Is a descendant of the archaeopteryx.
Winged, but not yet a bird.
Rounded, but not yet a ball.
Bloomed like a flower,
but not yet a trove of honey or aroma.
Pointed like a needle, but not yet
a tooth or a thorn or a porcupine.
The translation of its shape reads
eagerness to adapt.
It trains with my dad to fly above nets,
to land in the half of failure.
Seasoned with whacks,
it can cope well in a cruel human setup.
At the dead end of a box,
a shuttle lives with folded wings
and identifies well with those
banished to the ghetto.
A colony or stack of them is
a prototype of the bewildered human line
yet to figure out its true purpose.
Say the traffic line,
the unemployment line,
the citizenship line.
A shuttle
isn’t an official creature of any nation
though its silence is
the official language of slaves.
It has sat thus
without a hoot or revolt for almost ever.

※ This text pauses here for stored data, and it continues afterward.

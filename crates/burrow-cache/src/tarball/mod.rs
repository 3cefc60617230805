//! Gzipped tarball utilities
//!
//! Package archives are `.tar.gz` files holding one top-level directory.
//! Resolution only needs the descriptor record inside; creation is used to
//! build archives for local mirrors and fixtures.

pub mod create;
pub mod extract;

// Re-export main functions
pub use create::create_tarball;
pub use extract::{extract_descriptor, DESCRIPTOR_FILE};
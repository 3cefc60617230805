//! Prioritized package pool.
//!
//! The pool merges every source's offers for a package name into tiers by
//! source priority. The highest tier that mentions a name is authoritative
//! for it: selection never falls through to a lower tier, even when the
//! authoritative tier has no acceptable version. Within a tier the newest
//! acceptable version wins, equal versions going to the source declared
//! first.

use async_trait::async_trait;
use dashmap::DashMap;
use std::fmt;
use std::sync::Arc;
use std::time::Duration;
use thiserror::Error;
use tokio::sync::OnceCell;
use tracing::{debug, warn};

use burrow_cache::{extract_descriptor, CacheKey, CachePolicy, FetchCache, FetchError};
use burrow_core::descriptor::{Descriptor, DescriptorError};
use burrow_core::error::{BurrowError, BurrowResult};
use burrow_core::types::{Constraint, SourceSpec, Version};
use burrow_core::utils::fingerprint;
use burrow_lockfile::{ArtifactFingerprinter, LockedPackage, PackageOrigin};

use crate::source::Catalog;

/// Pool tuning
#[derive(Debug, Clone)]
pub struct PoolConfig {
    /// Maximum age of cached index pages
    pub index_ttl: Duration,
}

impl Default for PoolConfig {
    fn default() -> Self {
        Self {
            index_ttl: Duration::from_secs(3600),
        }
    }
}

/// One version of a package offered by one source
#[derive(Debug, Clone, PartialEq, Eq)]
pub struct Candidate {
    pub name: String,
    pub version: Version,
    /// Name of the offering source
    pub source: String,
    /// Declaration index of the offering source
    pub source_index: usize,
    pub priority: i32,
    /// Archive path relative to the source root
    pub path: String,
}

/// Candidates from all sources sharing one priority
#[derive(Debug, Clone, PartialEq, Eq)]
pub struct Tier {
    pub priority: i32,
    /// Newest first, then by source declaration order
    pub candidates: Vec<Candidate>,
}

/// A chosen candidate together with its parsed descriptor
#[derive(Debug, Clone)]
pub struct Selection {
    pub candidate: Candidate,
    pub descriptor: Arc<Descriptor>,
}

/// Errors raised while querying the pool
#[derive(Error, Debug)]
pub enum PoolError {
    #[error("Package '{name}' not found in any source")]
    NotFound { name: String },

    #[error(
        "No version of '{name}' satisfies '{constraint}' in priority tier {priority} (sources: {})",
        .sources.join(", ")
    )]
    NoMatch {
        name: String,
        constraint: Constraint,
        priority: i32,
        sources: Vec<String>,
    },

    #[error("Malformed descriptor in {name} {version} from {origin}: {error}")]
    MalformedDescriptor {
        name: String,
        version: Version,
        origin: String,
        #[source]
        error: DescriptorError,
    },

    #[error("Unknown source '{name}'")]
    UnknownSource { name: String },

    #[error(transparent)]
    Fetch(#[from] FetchError),
}

impl From<PoolError> for BurrowError {
    fn from(err: PoolError) -> Self {
        match err {
            PoolError::NotFound { name } => BurrowError::PackageNotFound { name },
            PoolError::NoMatch {
                name,
                constraint,
                priority,
                sources,
            } => BurrowError::NoMatch {
                package: name,
                constraint: constraint.to_string(),
                detail: format!(
                    "searched priority tier {} from {}",
                    priority,
                    sources.join(", ")
                ),
            },
            PoolError::MalformedDescriptor { name, error, .. } => BurrowError::MalformedDescriptor {
                package: name,
                source: error,
            },
            PoolError::UnknownSource { name } => BurrowError::ConfigValidation {
                field: "source".to_string(),
                reason: format!("unknown source '{name}'"),
            },
            PoolError::Fetch(e) => e.into(),
        }
    }
}

/// Prioritized view over every declared source
pub struct Pool {
    catalogs: Vec<Catalog>,
    cache: Arc<FetchCache>,
    tiers: DashMap<String, Arc<OnceCell<Arc<Vec<Tier>>>>>,
    descriptors: DashMap<CacheKey, Option<Arc<Descriptor>>>,
}

impl Candidate {
    /// Tarball file name
    pub fn filename(&self) -> &str {
        self.path.rsplit('/').next().unwrap_or(&self.path)
    }
}

impl fmt::Display for Candidate {
    fn fmt(&self, f: &mut fmt::Formatter<'_>) -> fmt::Result {
        write!(f, "{} {} ({})", self.name, self.version, self.source)
    }
}

impl Pool {
    /// Create a pool over `sources`, in declaration order
    pub fn new(sources: Vec<SourceSpec>, cache: Arc<FetchCache>, config: PoolConfig) -> Self {
        let catalogs = sources
            .into_iter()
            .map(|spec| Catalog::new(spec, cache.clone(), config.index_ttl))
            .collect();
        Self {
            catalogs,
            cache,
            tiers: DashMap::new(),
            descriptors: DashMap::new(),
        }
    }

    pub fn sources(&self) -> impl Iterator<Item = &SourceSpec> {
        self.catalogs.iter().map(Catalog::spec)
    }

    pub fn cache(&self) -> &Arc<FetchCache> {
        &self.cache
    }

    /// Priority tiers for `name`, highest first. Built once per process.
    pub async fn tiers(&self, name: &str) -> Result<Arc<Vec<Tier>>, PoolError> {
        let cell = self.tiers.entry(name.to_string()).or_default().clone();
        let tiers = cell.get_or_try_init(|| self.build_tiers(name)).await?;
        Ok(tiers.clone())
    }

    async fn build_tiers(&self, name: &str) -> Result<Arc<Vec<Tier>>, PoolError> {
        let mut candidates = Vec::new();
        for (index, catalog) in self.catalogs.iter().enumerate() {
            for file in catalog.versions(name).await? {
                candidates.push(Candidate {
                    name: name.to_string(),
                    version: file.version,
                    source: catalog.spec().name.clone(),
                    source_index: index,
                    priority: catalog.spec().priority,
                    path: file.path,
                });
            }
        }

        candidates.sort_by(|a, b| {
            b.priority
                .cmp(&a.priority)
                .then_with(|| b.version.cmp(&a.version))
                .then_with(|| a.source_index.cmp(&b.source_index))
        });

        let mut tiers: Vec<Tier> = Vec::new();
        for candidate in candidates {
            match tiers.last_mut() {
                Some(tier) if tier.priority == candidate.priority => tier.candidates.push(candidate),
                _ => tiers.push(Tier {
                    priority: candidate.priority,
                    candidates: vec![candidate],
                }),
            }
        }

        debug!("{} appears in {} tier(s)", name, tiers.len());
        Ok(Arc::new(tiers))
    }

    /// Every offered version of `name`: by tier, then newest first, then by
    /// source declaration order
    pub async fn package_versions(&self, name: &str) -> Result<Vec<Candidate>, PoolError> {
        let tiers = self.tiers(name).await?;
        Ok(tiers
            .iter()
            .flat_map(|tier| tier.candidates.iter().cloned())
            .collect())
    }

    /// Select the newest version of `name` satisfying `constraint` from its
    /// authoritative tier. Candidates whose archive carries no descriptor are
    /// treated as absent.
    pub async fn highest_version_satisfying(
        &self,
        name: &str,
        constraint: &Constraint,
    ) -> Result<Selection, PoolError> {
        let tiers = self.tiers(name).await?;
        let Some(tier) = tiers.first() else {
            return Err(PoolError::NotFound {
                name: name.to_string(),
            });
        };

        for candidate in tier.candidates.iter().filter(|c| constraint.allows(&c.version)) {
            match self.descriptor(candidate).await? {
                Some(descriptor) => {
                    debug!("selected {} for {} ({})", candidate, name, constraint);
                    return Ok(Selection {
                        candidate: candidate.clone(),
                        descriptor,
                    });
                },
                None => warn!("{} has no descriptor; treating it as absent", candidate),
            }
        }

        Err(PoolError::NoMatch {
            name: name.to_string(),
            constraint: constraint.clone(),
            priority: tier.priority,
            sources: self
                .sources()
                .filter(|spec| spec.priority == tier.priority)
                .map(|spec| spec.name.clone())
                .collect(),
        })
    }

    /// Find one exact offer, in any tier
    pub async fn find_exact(
        &self,
        name: &str,
        version: &Version,
        source: &str,
    ) -> Result<Option<Candidate>, PoolError> {
        let tiers = self.tiers(name).await?;
        Ok(tiers
            .iter()
            .flat_map(|tier| tier.candidates.iter())
            .find(|c| &c.version == version && c.source == source)
            .cloned())
    }

    /// Find one exact offer in the authoritative tier for `name`. An offer
    /// shadowed by a higher-priority source is not returned.
    pub async fn find_authoritative(
        &self,
        name: &str,
        version: &Version,
        source: &str,
    ) -> Result<Option<Candidate>, PoolError> {
        let tiers = self.tiers(name).await?;
        Ok(tiers
            .first()
            .and_then(|tier| {
                tier.candidates
                    .iter()
                    .find(|c| &c.version == version && c.source == source)
            })
            .cloned())
    }

    fn key(&self, candidate: &Candidate) -> Result<CacheKey, PoolError> {
        self.catalogs
            .get(candidate.source_index)
            .filter(|catalog| catalog.spec().name == candidate.source)
            .map(|catalog| catalog.key(&candidate.path))
            .ok_or_else(|| PoolError::UnknownSource {
                name: candidate.source.clone(),
            })
    }

    /// Full URL of a candidate's archive
    pub fn archive_url(&self, candidate: &Candidate) -> Result<String, PoolError> {
        Ok(self.key(candidate)?.url())
    }

    /// Parsed descriptor of a candidate, or `None` if its archive has none
    pub async fn descriptor(&self, candidate: &Candidate) -> Result<Option<Arc<Descriptor>>, PoolError> {
        let key = self.key(candidate)?;
        if let Some(known) = self.descriptors.get(&key) {
            return Ok(known.clone());
        }

        let archive = match self.cache.get(&key, CachePolicy::Durable).await {
            Ok(bytes) => bytes,
            Err(e) if e.is_not_found() => {
                warn!("archive for {} is listed but missing", candidate);
                self.descriptors.insert(key, None);
                return Ok(None);
            },
            Err(e) => return Err(e.into()),
        };

        let parsed = match extract_descriptor(&archive)? {
            Some(text) => {
                let descriptor =
                    Descriptor::parse(&text).map_err(|error| PoolError::MalformedDescriptor {
                        name: candidate.name.clone(),
                        version: candidate.version.clone(),
                        origin: candidate.source.clone(),
                        error,
                    })?;
                Some(Arc::new(descriptor))
            },
            None => None,
        };
        self.descriptors.insert(key, parsed.clone());
        Ok(parsed)
    }

    /// Archive bytes of a candidate
    pub async fn fetch_archive(&self, candidate: &Candidate) -> Result<Arc<[u8]>, PoolError> {
        let key = self.key(candidate)?;
        Ok(self.cache.get(&key, CachePolicy::Durable).await?)
    }

    /// Drop the cached archive of a candidate and download it again
    pub async fn refetch_archive(&self, candidate: &Candidate) -> Result<Arc<[u8]>, PoolError> {
        let key = self.key(candidate)?;
        self.refetch(&key).await
    }

    async fn refetch(&self, key: &CacheKey) -> Result<Arc<[u8]>, PoolError> {
        debug!("refetching {}", key);
        self.cache.invalidate(key)?;
        self.descriptors.remove(key);
        Ok(self.cache.get(key, CachePolicy::Durable).await?)
    }

    /// `sha256:` fingerprint of a candidate's archive
    pub async fn fingerprint(&self, candidate: &Candidate) -> Result<String, PoolError> {
        let archive = self.fetch_archive(candidate).await?;
        Ok(fingerprint(&archive))
    }
}

#[async_trait]
impl ArtifactFingerprinter for Pool {
    async fn fingerprint(&self, package: &LockedPackage) -> BurrowResult<String> {
        let PackageOrigin::Source { source, path } = &package.origin else {
            return Err(BurrowError::Lock {
                message: format!("'{}' is not a source package", package.name),
                source: None,
            });
        };
        let catalog = self
            .catalogs
            .iter()
            .find(|catalog| &catalog.spec().name == source)
            .ok_or_else(|| PoolError::UnknownSource {
                name: source.clone(),
            })?;
        // Repair reflects what the source serves now, not the cached copy
        let archive = self.refetch(&catalog.key(path)).await?;
        Ok(fingerprint(&archive))
    }
}

impl fmt::Debug for Pool {
    fn fmt(&self, f: &mut fmt::Formatter<'_>) -> fmt::Result {
        f.debug_struct("Pool")
            .field("catalogs", &self.catalogs)
            .field("names", &self.tiers.len())
            .finish()
    }
}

Will it wither away into feathers
in search of its lost goose,
or return to the wild
in search of the tree of its bark?
Will it grow into
a worthwhile metaphor of liberation
for the oppressed?
Or will it remain an unnamed wish—
unfulfilled, hurt, yet optimistic?


Aditya Shankar (creator of image and poetry) is a  Best of the Net and Pushcart prize-nominated Indian poet, flash fiction author, and translator. His poems have been published from twenty-five or more nations and translated into Malayalam and Arabic. Books: After Seeing (2006), Party Poopers (2014), and XXL (Dhauli Books, 2018). His animated short has been screened at international film festivals. He lives in Bangalore, India.